■ What needs to be done ■
Using the listing, work out the number of lines where "ProgressBar" shows up, and answer with that number alone.
···
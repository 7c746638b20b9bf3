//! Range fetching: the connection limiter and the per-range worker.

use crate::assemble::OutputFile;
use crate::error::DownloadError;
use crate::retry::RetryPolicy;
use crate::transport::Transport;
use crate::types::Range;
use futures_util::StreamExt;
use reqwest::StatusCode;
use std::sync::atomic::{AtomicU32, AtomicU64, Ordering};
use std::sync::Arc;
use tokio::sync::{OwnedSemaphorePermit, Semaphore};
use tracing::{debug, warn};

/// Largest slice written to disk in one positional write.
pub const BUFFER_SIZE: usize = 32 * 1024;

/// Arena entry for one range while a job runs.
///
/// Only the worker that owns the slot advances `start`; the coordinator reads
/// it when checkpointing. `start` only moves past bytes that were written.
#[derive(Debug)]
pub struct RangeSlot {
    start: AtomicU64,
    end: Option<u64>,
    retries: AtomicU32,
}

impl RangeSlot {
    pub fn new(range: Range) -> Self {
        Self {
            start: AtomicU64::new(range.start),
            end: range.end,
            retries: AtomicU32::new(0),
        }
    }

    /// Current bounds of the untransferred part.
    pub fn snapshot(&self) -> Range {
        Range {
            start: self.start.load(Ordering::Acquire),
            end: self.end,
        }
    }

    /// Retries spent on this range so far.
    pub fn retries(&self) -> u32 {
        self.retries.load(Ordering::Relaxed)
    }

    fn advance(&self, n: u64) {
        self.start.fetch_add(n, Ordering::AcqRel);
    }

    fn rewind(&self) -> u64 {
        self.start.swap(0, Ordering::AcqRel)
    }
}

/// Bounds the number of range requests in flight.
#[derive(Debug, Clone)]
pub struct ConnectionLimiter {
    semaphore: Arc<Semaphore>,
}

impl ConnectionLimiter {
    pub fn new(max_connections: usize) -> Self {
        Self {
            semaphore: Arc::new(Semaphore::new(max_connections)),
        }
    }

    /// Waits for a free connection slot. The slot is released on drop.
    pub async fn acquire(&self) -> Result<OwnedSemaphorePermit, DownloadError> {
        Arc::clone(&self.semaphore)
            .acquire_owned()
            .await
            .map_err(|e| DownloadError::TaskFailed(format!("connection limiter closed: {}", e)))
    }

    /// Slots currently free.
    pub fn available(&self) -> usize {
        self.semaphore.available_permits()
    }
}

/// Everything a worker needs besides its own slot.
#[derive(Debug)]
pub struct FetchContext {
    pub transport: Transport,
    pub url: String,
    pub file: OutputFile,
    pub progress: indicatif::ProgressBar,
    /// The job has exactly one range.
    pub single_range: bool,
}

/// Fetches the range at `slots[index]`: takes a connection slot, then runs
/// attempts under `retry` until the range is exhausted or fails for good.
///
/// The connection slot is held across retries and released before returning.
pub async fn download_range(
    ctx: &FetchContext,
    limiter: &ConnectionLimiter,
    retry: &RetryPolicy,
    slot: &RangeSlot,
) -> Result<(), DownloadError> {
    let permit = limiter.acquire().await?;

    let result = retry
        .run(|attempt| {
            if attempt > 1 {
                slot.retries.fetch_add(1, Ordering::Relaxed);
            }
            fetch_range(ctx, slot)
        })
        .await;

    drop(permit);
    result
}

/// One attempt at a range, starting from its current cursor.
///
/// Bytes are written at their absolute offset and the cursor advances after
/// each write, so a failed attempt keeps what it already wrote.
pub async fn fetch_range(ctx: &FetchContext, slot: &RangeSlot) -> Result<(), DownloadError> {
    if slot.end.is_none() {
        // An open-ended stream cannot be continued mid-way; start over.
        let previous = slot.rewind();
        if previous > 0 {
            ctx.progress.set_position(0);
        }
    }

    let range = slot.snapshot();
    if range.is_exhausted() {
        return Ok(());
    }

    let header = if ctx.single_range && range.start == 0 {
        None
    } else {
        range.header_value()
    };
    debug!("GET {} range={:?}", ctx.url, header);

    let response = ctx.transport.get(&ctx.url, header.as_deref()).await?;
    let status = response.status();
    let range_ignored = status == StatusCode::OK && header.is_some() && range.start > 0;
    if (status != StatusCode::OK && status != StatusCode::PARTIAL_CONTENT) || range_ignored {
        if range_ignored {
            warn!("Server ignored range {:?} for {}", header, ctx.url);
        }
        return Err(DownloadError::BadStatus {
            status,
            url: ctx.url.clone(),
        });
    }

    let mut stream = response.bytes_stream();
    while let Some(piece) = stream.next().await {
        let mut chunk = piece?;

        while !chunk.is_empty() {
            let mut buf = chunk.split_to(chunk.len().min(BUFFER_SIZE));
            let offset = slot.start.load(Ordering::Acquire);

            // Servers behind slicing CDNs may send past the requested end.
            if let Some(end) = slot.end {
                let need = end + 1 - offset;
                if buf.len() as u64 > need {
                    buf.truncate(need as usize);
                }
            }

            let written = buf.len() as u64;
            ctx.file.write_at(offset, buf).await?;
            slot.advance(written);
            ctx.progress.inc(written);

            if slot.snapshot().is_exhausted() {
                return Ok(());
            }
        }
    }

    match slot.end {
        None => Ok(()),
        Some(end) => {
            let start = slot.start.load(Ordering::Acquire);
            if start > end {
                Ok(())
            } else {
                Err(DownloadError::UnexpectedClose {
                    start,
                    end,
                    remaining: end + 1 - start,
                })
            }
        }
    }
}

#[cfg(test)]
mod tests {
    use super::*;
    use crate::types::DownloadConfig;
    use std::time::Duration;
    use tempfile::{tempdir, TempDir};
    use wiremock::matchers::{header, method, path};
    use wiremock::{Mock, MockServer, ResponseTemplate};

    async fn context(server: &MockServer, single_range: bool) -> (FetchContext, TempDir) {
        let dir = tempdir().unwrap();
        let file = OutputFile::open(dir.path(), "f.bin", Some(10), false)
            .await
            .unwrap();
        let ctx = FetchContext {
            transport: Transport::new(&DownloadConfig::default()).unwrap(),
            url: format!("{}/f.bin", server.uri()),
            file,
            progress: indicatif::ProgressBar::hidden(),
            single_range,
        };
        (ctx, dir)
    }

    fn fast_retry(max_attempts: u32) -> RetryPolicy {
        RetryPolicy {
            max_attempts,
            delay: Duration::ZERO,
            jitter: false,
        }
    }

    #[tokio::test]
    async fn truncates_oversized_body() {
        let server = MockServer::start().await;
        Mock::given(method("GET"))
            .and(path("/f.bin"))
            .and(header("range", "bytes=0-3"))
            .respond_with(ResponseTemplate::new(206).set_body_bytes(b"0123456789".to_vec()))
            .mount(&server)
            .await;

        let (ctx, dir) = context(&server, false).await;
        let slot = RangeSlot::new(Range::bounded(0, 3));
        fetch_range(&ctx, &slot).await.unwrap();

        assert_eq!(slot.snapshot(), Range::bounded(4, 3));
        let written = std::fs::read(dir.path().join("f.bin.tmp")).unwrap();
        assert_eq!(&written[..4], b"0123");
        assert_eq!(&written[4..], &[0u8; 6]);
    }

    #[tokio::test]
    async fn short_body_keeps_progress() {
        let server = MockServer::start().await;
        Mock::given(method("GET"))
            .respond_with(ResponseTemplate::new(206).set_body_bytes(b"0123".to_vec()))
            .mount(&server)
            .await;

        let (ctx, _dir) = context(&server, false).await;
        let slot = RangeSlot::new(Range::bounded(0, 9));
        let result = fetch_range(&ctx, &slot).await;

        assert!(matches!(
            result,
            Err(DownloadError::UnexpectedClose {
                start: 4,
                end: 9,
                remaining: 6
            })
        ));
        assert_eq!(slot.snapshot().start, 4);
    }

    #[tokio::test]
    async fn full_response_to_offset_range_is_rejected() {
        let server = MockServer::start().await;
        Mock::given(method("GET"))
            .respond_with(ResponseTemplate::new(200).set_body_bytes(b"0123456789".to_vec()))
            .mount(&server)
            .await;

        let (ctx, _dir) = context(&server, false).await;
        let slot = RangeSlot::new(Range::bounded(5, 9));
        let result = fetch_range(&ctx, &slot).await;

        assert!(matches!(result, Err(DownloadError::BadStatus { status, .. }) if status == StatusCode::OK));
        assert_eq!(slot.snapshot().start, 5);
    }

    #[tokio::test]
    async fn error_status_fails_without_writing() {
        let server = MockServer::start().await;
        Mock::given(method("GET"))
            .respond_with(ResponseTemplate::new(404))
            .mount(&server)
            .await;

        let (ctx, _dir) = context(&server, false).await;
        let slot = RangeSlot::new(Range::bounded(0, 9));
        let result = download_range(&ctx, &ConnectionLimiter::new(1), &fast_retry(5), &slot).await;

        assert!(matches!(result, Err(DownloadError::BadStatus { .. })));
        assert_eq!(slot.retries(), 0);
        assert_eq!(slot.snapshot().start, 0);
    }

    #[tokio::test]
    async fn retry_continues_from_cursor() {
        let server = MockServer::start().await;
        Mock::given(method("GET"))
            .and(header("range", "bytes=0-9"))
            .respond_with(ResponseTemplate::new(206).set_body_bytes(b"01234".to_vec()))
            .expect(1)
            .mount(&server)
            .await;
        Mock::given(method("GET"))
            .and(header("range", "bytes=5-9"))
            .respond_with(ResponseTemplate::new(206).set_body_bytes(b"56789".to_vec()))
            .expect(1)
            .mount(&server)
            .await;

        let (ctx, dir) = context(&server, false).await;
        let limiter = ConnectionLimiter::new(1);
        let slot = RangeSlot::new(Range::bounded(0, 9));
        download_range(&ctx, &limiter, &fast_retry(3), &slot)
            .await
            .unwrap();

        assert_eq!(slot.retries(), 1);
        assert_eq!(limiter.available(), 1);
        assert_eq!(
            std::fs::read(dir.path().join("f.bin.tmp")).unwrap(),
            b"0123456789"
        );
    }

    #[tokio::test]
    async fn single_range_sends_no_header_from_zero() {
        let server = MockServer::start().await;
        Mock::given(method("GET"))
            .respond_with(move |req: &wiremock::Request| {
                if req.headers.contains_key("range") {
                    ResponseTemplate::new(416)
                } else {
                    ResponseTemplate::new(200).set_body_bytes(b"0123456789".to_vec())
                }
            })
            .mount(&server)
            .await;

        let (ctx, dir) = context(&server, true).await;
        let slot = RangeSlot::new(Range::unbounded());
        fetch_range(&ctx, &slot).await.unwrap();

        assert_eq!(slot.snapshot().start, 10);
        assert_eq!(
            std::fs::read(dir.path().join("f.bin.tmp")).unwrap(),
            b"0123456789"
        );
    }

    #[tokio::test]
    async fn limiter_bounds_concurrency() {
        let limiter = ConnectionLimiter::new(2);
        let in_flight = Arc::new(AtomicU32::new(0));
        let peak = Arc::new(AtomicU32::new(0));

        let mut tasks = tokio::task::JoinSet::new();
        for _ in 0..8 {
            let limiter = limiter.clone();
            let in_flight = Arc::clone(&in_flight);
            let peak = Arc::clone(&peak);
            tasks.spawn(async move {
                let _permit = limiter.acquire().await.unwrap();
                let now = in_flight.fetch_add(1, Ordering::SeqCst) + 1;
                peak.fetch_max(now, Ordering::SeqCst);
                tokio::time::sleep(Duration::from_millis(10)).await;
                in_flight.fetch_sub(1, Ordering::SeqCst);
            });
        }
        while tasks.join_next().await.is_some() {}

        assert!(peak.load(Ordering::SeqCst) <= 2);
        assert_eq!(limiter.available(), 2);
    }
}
···
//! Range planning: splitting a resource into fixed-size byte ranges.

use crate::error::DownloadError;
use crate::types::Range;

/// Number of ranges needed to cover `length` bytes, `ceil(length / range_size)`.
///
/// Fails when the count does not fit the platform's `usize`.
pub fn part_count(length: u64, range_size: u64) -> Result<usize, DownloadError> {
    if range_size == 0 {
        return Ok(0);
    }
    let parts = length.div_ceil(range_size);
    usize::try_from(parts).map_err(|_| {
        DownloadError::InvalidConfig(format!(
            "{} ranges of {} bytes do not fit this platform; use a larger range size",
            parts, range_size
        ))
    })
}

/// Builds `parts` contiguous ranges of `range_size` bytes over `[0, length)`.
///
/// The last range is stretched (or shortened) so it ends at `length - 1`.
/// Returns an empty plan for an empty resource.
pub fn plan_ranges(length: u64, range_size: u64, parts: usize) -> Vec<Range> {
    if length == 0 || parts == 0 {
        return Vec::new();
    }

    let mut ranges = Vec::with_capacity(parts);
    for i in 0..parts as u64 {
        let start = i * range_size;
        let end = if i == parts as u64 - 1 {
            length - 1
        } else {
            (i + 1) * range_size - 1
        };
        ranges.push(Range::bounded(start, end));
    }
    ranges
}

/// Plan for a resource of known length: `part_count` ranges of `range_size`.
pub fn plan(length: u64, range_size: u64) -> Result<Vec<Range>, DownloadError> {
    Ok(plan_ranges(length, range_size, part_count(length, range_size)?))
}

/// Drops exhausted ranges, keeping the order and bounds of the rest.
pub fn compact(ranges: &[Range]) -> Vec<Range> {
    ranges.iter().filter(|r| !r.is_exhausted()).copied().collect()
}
···
■ Result of this task ■
2